On His Own Terms
by Brochelle
Summary: The plan made sense, back at the Vannah. Now, staring out over the fading treetops, it didn't make much sense at all. Spoilers for The Parish and Hard Rain.


Disclaimer: Left 4 Dead 2, and all related characters and settings, belong to Valve. I just like to write about them.

* * *

Most days, he watched the sun go down in the evenings.

Usually from the behind the barred windows of a safe house metal door, and usually with thick clumps of foliage obscuring the complete, brilliant, supernatural show of the sunset. Usually listening to the alien birds in the trees, and the voices - the all-too-familiar, reassuring voices - talking in soft tones behind him. Though sometimes it was from a rooftop, an island in the crowded streets, in a town he'd never even heard of, on a horizon still new to him. And yet other times, it was from the open door of a helicopter, speeding over the treetops of some unnamed swamp, accompanied only by the thick drumming of the blades above him and his own thoughts.
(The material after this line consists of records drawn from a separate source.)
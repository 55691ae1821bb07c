//! forge-pool — the compilation instance pool.
//!
//! Manages ephemeral or reused compute workers per stemcell: creates a
//! worker bootstrapped with the stemcell image (with bounded retry on
//! retryable provider failures), brings its agent up, and either destroys
//! it after the task or returns it to a per-stemcell idle set. Teardown is
//! idempotent and runs on every exit path — leaked compute is a bug, not
//! an operational inconvenience.

pub mod agent;
pub mod cloud;
pub mod error;
pub mod pool;

pub use agent::{AgentClient, AgentClientFactory, AgentError, CompileOutcome, CompileRequest};
pub use cloud::{CloudError, CloudProvider};
pub use error::{PoolError, PoolResult};
pub use pool::{CompilationPool, Worker};
//! Compute-provider interface.

use std::collections::HashMap;

use async_trait::async_trait;
use serde_json::Value;
use thiserror::Error;

/// A provider failure. The provider adapter decides whether the failure
/// is transient; the pool never infers retryability from error identity.
#[derive(Debug, Clone, Error)]
#[error("cloud provider error: {message} (retryable: {retryable})")]
pub struct CloudError {
    pub retryable: bool,
    pub message: String,
}

impl CloudError {
    /// A transient infrastructure failure worth retrying.
    pub fn retryable(message: impl Into<String>) -> Self {
        Self { retryable: true, message: message.into() }
    }

    /// A failure that retrying cannot fix.
    pub fn fatal(message: impl Into<String>) -> Self {
        Self { retryable: false, message: message.into() }
    }
}

/// The cloud driver used to run compilation workers. Implementations live
/// outside this crate; the pool only drives the interface.
#[async_trait]
pub trait CloudProvider: Send + Sync {
    /// Create a compute instance booted from the stemcell image, returning
    /// its cid.
    async fn create_vm(
        &self,
        agent_id: &str,
        stemcell_cid: &str,
        cloud_properties: &Value,
        networks: &Value,
        env: &Value,
    ) -> Result<String, CloudError>;

    /// Delete a compute instance by cid.
    async fn delete_vm(&self, vm_cid: &str) -> Result<(), CloudError>;

    /// Replace the operator-visible metadata tags on an instance.
    async fn set_vm_metadata(
        &self,
        vm_cid: &str,
        metadata: &HashMap<String, String>,
    ) -> Result<(), CloudError>;
}
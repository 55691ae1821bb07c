//! Error types for the compiled-package cache.

use thiserror::Error;

/// Result type alias for cache operations.
pub type CacheResult<T> = Result<T, CacheError>;

/// Errors that can occur during cache operations.
#[derive(Debug, Error)]
pub enum CacheError {
    #[error("failed to open compiled-package index: {0}")]
    Open(String),

    #[error("transaction error: {0}")]
    Transaction(String),

    #[error("table error: {0}")]
    Table(String),

    #[error("read error: {0}")]
    Read(String),

    #[error("write error: {0}")]
    Write(String),

    #[error("serialization error: {0}")]
    Serialize(String),

    #[error("deserialization error: {0}")]
    Deserialize(String),

    #[error("global cache error: {0}")]
    Global(String),
}
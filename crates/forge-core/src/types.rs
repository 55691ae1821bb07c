//! Shared types used across Forge crates.

use std::collections::{BTreeSet, HashMap};
use std::fmt;
use std::sync::Arc;

use serde::{Deserialize, Serialize};

/// A source package from an uploaded release.
///
/// Immutable once fingerprinted — the fingerprint is a content hash over
/// the package's source inputs, so two packages with the same fingerprint
/// are interchangeable.
#[derive(Debug, Clone, PartialEq, Eq, Serialize, Deserialize)]
pub struct Package {
    pub name: String,
    /// Release-level version string (distinct from the fingerprint).
    pub version: String,
    /// Content hash over the package's source inputs.
    pub fingerprint: String,
    /// Names of packages this package requires directly.
    pub dependency_set: BTreeSet<String>,
    /// Source artifact reference in the blobstore.
    pub blobstore_id: String,
    pub sha1: String,
}

impl Package {
    /// Human-readable `name/version` identifier used in logs and errors.
    pub fn desc(&self) -> String {
        format!("{}/{}", self.name, self.version)
    }

    /// Identity used for compile-lock scoping: name plus fingerprint, so
    /// renamed-but-identical packages never share a lock with a different
    /// package that happens to reuse the name.
    pub fn lock_id(&self) -> String {
        format!("{}-{}", self.name, self.fingerprint)
    }
}

/// A versioned base OS image, the binary-compatibility target for
/// compiled output.
#[derive(Debug, Clone, PartialEq, Eq, Serialize, Deserialize)]
pub struct Stemcell {
    pub name: String,
    pub operating_system: String,
    pub version: String,
    /// Compute-image identity understood by the cloud provider.
    pub cid: String,
    /// Content hash of the stemcell image.
    pub sha1: String,
}

impl Stemcell {
    pub fn desc(&self) -> String {
        format!("{}/{}", self.operating_system, self.version)
    }

    pub fn key(&self) -> StemcellKey {
        StemcellKey {
            operating_system: self.operating_system.clone(),
            version: self.version.clone(),
        }
    }
}

/// Hashable `(operating_system, version)` pair identifying a stemcell.
#[derive(Debug, Clone, PartialEq, Eq, Hash, Serialize, Deserialize)]
pub struct StemcellKey {
    pub operating_system: String,
    pub version: String,
}

impl fmt::Display for StemcellKey {
    fn fmt(&self, f: &mut fmt::Formatter<'_>) -> fmt::Result {
        write!(f, "{}/{}", self.operating_system, self.version)
    }
}

/// Immutable record of a successful compilation.
///
/// Written once per unique `(package, dependency_key, stemcell)` tuple;
/// never mutated, only superseded by a higher `build`.
#[derive(Debug, Clone, PartialEq, Eq, Serialize, Deserialize)]
pub struct CompiledPackage {
    pub package_name: String,
    pub package_version: String,
    pub package_fingerprint: String,
    pub stemcell_os: String,
    pub stemcell_version: String,
    /// Hash over the transitive dependency closure's fingerprints.
    pub dependency_key: String,
    /// Per-`(package, stemcell)` build sequence number.
    pub build: u32,
    /// Output artifact reference in the blobstore.
    pub sha1: String,
    pub blobstore_id: String,
}

impl CompiledPackage {
    /// The `version.build` string handed to agents when this record is
    /// referenced as a dependency.
    pub fn version_with_build(&self) -> String {
        format!("{}.{}", self.package_version, self.build)
    }
}

/// Immediate-dependency artifact reference passed to the remote
/// `compile_package` RPC. Immediate dependencies only — the agent resolves
/// further transitivity from its own package cache.
#[derive(Debug, Clone, PartialEq, Eq, Serialize, Deserialize)]
pub struct DependencyEntry {
    pub name: String,
    pub version: String,
    pub sha1: String,
    pub blobstore_id: String,
}

impl DependencyEntry {
    pub fn from_compiled(compiled: &CompiledPackage) -> Self {
        Self {
            name: compiled.package_name.clone(),
            version: compiled.version_with_build(),
            sha1: compiled.sha1.clone(),
            blobstore_id: compiled.blobstore_id.clone(),
        }
    }
}

/// A job template referenced by an instance group, naming the packages it
/// needs at runtime.
#[derive(Debug, Clone, Serialize, Deserialize)]
pub struct JobTemplate {
    pub name: String,
    pub release: String,
    pub packages: Vec<String>,
}

/// An instance group from the deployment manifest, already bound to a
/// stemcell. Manifest parsing happens upstream; Forge only consumes the
/// resolved form.
#[derive(Debug, Clone)]
pub struct InstanceGroup {
    pub name: String,
    pub stemcell: Arc<Stemcell>,
    pub templates: Vec<JobTemplate>,
}

/// Resolves package names to packages within a release version.
#[derive(Debug, Default, Clone)]
pub struct PackageSet {
    by_name: HashMap<String, Arc<Package>>,
}

impl PackageSet {
    pub fn new(packages: impl IntoIterator<Item = Package>) -> Self {
        let by_name = packages
            .into_iter()
            .map(|p| (p.name.clone(), Arc::new(p)))
            .collect();
        Self { by_name }
    }

    pub fn get(&self, name: &str) -> Option<&Arc<Package>> {
        self.by_name.get(name)
    }

    pub fn len(&self) -> usize {
        self.by_name.len()
    }

    pub fn is_empty(&self) -> bool {
        self.by_name.is_empty()
    }
}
He realized it had become a ritual, a constant in his ever-changing life. He had learned that all he needed to support him, to keep him going, was the promise to himself that the sun would set again, and that he would be there to see it. Frowning in concentration, Nick fiddled with the safety catch on his pistol, sliding it back and forth absently. He looked out over the trees bathed in the sunset's golden finery, lost in thought.
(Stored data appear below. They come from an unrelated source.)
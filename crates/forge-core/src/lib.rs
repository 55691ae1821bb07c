//! forge-core — shared domain types for the Forge compilation scheduler.
//!
//! Packages, stemcells, compiled-package records, instance-group modeling,
//! the compilation configuration, and the content-digest helpers used to
//! derive dependency and cache keys.

pub mod config;
pub mod digest;
pub mod types;

pub use config::{CompilationConfig, ConfigError};
pub use types::*;
//! Task graph construction and bookkeeping.
//!
//! `build_tasks` walks every instance group's job templates and creates
//! one `CompileTask` per `(package, stemcell)` pair, wiring immediate
//! dependency edges in both directions. The transitive closure behind the
//! dependency key is computed once per package and memoized — it is a
//! property of the release, not of any particular stemcell.

use std::collections::{BTreeMap, HashMap};
use std::sync::Arc;

use tracing::{debug, info};

use forge_core::digest;
use forge_core::{CompiledPackage, DependencyEntry, InstanceGroup, Package, PackageSet, Stemcell, StemcellKey};

use crate::error::{GraphError, GraphResult};
use crate::task::{CompileTask, TaskId};

/// The per-run compile-task graph.
///
/// Tasks are identified by `(package name, stemcell)` and addressed by
/// opaque `TaskId`s. The graph is built once, then mutated only through
/// [`TaskGraph::mark_compiled`] as the scheduler resolves tasks.
#[derive(Debug, Default)]
pub struct TaskGraph {
    tasks: Vec<CompileTask>,
    index: HashMap<(String, StemcellKey), TaskId>,
}

impl TaskGraph {
    pub fn len(&self) -> usize {
        self.tasks.len()
    }

    pub fn is_empty(&self) -> bool {
        self.tasks.is_empty()
    }

    pub fn task(&self, id: TaskId) -> &CompileTask {
        &self.tasks[id.0]
    }

    pub fn get(&self, package_name: &str, stemcell: &StemcellKey) -> Option<&CompileTask> {
        self.index
            .get(&(package_name.to_string(), stemcell.clone()))
            .map(|id| &self.tasks[id.0])
    }

    pub fn tasks(&self) -> impl Iterator<Item = &CompileTask> {
        self.tasks.iter()
    }

    /// Tasks eligible for dispatch: not yet compiled, with every immediate
    /// dependency resolved. By induction over the edges this implies the
    /// whole closure is resolved.
    pub fn ready_tasks(&self) -> Vec<TaskId> {
        self.tasks
            .iter()
            .filter(|t| self.is_ready(t))
            .map(|t| t.id)
            .collect()
    }

    fn is_ready(&self, task: &CompileTask) -> bool {
        !task.is_compiled()
            && task
                .dependencies
                .iter()
                .all(|dep| self.tasks[dep.0].is_compiled())
    }

    pub fn all_compiled(&self) -> bool {
        self.tasks.iter().all(|t| t.is_compiled())
    }

    pub fn compiled_count(&self) -> usize {
        self.tasks.iter().filter(|t| t.is_compiled()).count()
    }

    /// Record a task's compiled package and return the dependents that
    /// became ready as a result.
    pub fn mark_compiled(&mut self, id: TaskId, compiled: CompiledPackage) -> Vec<TaskId> {
        self.tasks[id.0].compiled = Some(compiled);

        let dependents = self.tasks[id.0].dependents.clone();
        let unblocked: Vec<TaskId> = dependents
            .into_iter()
            .filter(|dep| self.is_ready(&self.tasks[dep.0]))
            .collect();

        if !unblocked.is_empty() {
            debug!(
                task = %self.tasks[id.0].desc(),
                unblocked = unblocked.len(),
                "dependents became ready"
            );
        }
        unblocked
    }

    /// The immediate-dependency artifact references for a task's
    /// `compile_package` RPC. Fails if any immediate dependency has not
    /// been compiled yet.
    pub fn dependency_spec(&self, id: TaskId) -> GraphResult<HashMap<String, DependencyEntry>> {
        let task = &self.tasks[id.0];
        let mut spec = HashMap::with_capacity(task.dependencies.len());
        for dep_id in &task.dependencies {
            let dep = &self.tasks[dep_id.0];
            let compiled = dep.compiled().ok_or_else(|| GraphError::DependencyNotCompiled {
                name: dep.package.name.clone(),
            })?;
            spec.insert(
                dep.package.name.clone(),
                DependencyEntry::from_compiled(compiled),
            );
        }
        Ok(spec)
    }
}

/// Build the task graph for a set of instance groups.
///
/// `packages` resolves dependency names declared by each package; a name
/// that cannot be resolved is a release-configuration error, as is any
/// dependency cycle.
pub fn build_tasks(groups: &[InstanceGroup], packages: &PackageSet) -> GraphResult<TaskGraph> {
    let mut builder = Builder {
        packages,
        graph: TaskGraph::default(),
        closures: HashMap::new(),
    };

    for group in groups {
        info!(
            instance_group = %group.name,
            stemcell = %group.stemcell.desc(),
            templates = group.templates.len(),
            "collecting packages to compile"
        );
        for template in &group.templates {
            for package_name in &template.packages {
                let package = packages
                    .get(package_name)
                    .ok_or_else(|| GraphError::UnknownDependency {
                        name: package_name.clone(),
                        dependent: format!("{}/{}", template.release, template.name),
                    })?
                    .clone();
                builder.ensure_task(&package, &group.stemcell, &group.name)?;
            }
        }
    }

    Ok(builder.graph)
}

struct Builder<'a> {
    packages: &'a PackageSet,
    graph: TaskGraph,
    /// Package name → sorted `(name, fingerprint)` pairs of its transitive
    /// dependency closure. Stemcell-independent.
    closures: HashMap<String, Arc<Vec<(String, String)>>>,
}

impl Builder<'_> {
    fn ensure_task(
        &mut self,
        package: &Arc<Package>,
        stemcell: &Arc<Stemcell>,
        group: &str,
    ) -> GraphResult<TaskId> {
        let key = (package.name.clone(), stemcell.key());
        if let Some(&id) = self.graph.index.get(&key) {
            let task = &mut self.graph.tasks[id.0];
            if !task.jobs.iter().any(|j| j == group) {
                task.jobs.push(group.to_string());
            }
            return Ok(id);
        }

        let closure = self.closure(package, &mut Vec::new())?;
        let dependency_key = digest::dependency_key(&closure);
        let cache_key = digest::cache_key(&dependency_key, &stemcell.sha1);

        debug!(
            package = %package.desc(),
            stemcell = %stemcell.desc(),
            "created compile task"
        );

        let id = TaskId(self.graph.tasks.len());
        self.graph.tasks.push(CompileTask {
            id,
            package: package.clone(),
            stemcell: stemcell.clone(),
            dependency_key,
            cache_key,
            dependencies: Vec::new(),
            dependents: Vec::new(),
            compiled: None,
            jobs: vec![group.to_string()],
        });
        self.graph.index.insert(key, id);

        for dep_name in &package.dependency_set {
            let dep = self
                .packages
                .get(dep_name)
                .ok_or_else(|| GraphError::UnknownDependency {
                    name: dep_name.clone(),
                    dependent: package.name.clone(),
                })?
                .clone();
            let dep_id = self.ensure_task(&dep, stemcell, group)?;
            self.graph.tasks[id.0].dependencies.push(dep_id);
            self.graph.tasks[dep_id.0].dependents.push(id);
        }

        Ok(id)
    }

    /// Transitive dependency closure of `package`, excluding the package
    /// itself. A vanilla DFS with an explicit visiting stack for cycle
    /// detection, memoized per package name.
    fn closure(
        &mut self,
        package: &Arc<Package>,
        visiting: &mut Vec<String>,
    ) -> GraphResult<Arc<Vec<(String, String)>>> {
        if let Some(cached) = self.closures.get(&package.name) {
            return Ok(cached.clone());
        }
        if visiting.iter().any(|n| n == &package.name) {
            let mut cycle = visiting.clone();
            cycle.push(package.name.clone());
            return Err(GraphError::CircularDependency {
                package: package.name.clone(),
                cycle: cycle.join(" -> "),
            });
        }

        visiting.push(package.name.clone());
        let mut pairs: BTreeMap<String, String> = BTreeMap::new();
        for dep_name in &package.dependency_set {
            let dep = self
                .packages
                .get(dep_name)
                .ok_or_else(|| GraphError::UnknownDependency {
                    name: dep_name.clone(),
                    dependent: package.name.clone(),
                })?
                .clone();
            pairs.insert(dep.name.clone(), dep.fingerprint.clone());
            for (name, fingerprint) in self.closure(&dep, visiting)?.iter() {
                pairs.insert(name.clone(), fingerprint.clone());
            }
        }
        visiting.pop();

        let closure = Arc::new(pairs.into_iter().collect::<Vec<_>>());
        self.closures.insert(package.name.clone(), closure.clone());
        Ok(closure)
    }
}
Nick had promised himself at the Veteran's Memorial Bridge that he would see this sunset. He would get to that helicopter, and he would watch the sunset knowing he was safe. That was his promise. Everything else about that promise was fulfilled - he was on a helicopter, and the sun was setting, as it always did – except for one thing.

He wasn't safe. Not yet.

Not until he was off this helicopter. Not until the military was far behind him, or eaten by zombies, or both. Not until it was just him and a gun and maybe some abandoned town, lost on the Louisiana horizon, hidden behind the glaring sunset. That was when he'd be safe: when he was on his own, working by his own rules, on his own terms.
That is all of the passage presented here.